§ **Study material**:
=== Begin Enclosure ===

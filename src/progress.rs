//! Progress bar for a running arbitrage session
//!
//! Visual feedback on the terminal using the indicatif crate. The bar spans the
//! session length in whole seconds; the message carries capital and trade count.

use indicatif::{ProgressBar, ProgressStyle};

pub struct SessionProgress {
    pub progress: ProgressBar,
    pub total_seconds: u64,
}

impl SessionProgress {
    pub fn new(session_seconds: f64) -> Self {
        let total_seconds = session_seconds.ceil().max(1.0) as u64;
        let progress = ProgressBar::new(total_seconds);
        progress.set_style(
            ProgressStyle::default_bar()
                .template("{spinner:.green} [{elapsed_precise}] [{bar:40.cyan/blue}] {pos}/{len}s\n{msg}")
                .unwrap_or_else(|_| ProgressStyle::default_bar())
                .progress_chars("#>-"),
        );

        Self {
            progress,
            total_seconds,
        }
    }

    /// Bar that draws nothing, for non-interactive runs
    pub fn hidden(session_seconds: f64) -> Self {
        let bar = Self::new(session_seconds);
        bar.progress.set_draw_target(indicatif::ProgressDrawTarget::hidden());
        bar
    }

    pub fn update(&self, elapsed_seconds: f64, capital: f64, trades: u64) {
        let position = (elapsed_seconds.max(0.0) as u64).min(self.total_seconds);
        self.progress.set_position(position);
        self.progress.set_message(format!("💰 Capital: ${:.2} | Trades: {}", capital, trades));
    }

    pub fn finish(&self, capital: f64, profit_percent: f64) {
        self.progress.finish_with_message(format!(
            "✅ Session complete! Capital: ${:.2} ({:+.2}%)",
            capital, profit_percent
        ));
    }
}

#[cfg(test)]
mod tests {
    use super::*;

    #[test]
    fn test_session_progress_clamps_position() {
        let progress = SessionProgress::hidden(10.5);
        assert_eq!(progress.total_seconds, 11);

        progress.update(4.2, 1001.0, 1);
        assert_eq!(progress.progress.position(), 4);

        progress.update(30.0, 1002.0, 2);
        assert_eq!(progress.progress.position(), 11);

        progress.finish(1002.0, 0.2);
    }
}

=== End Enclosure ===

§ **Work to complete**:
Your reply should be a single number: how many lines in the listing above include the string "ProgressStyle".

§ **Task answer**:
3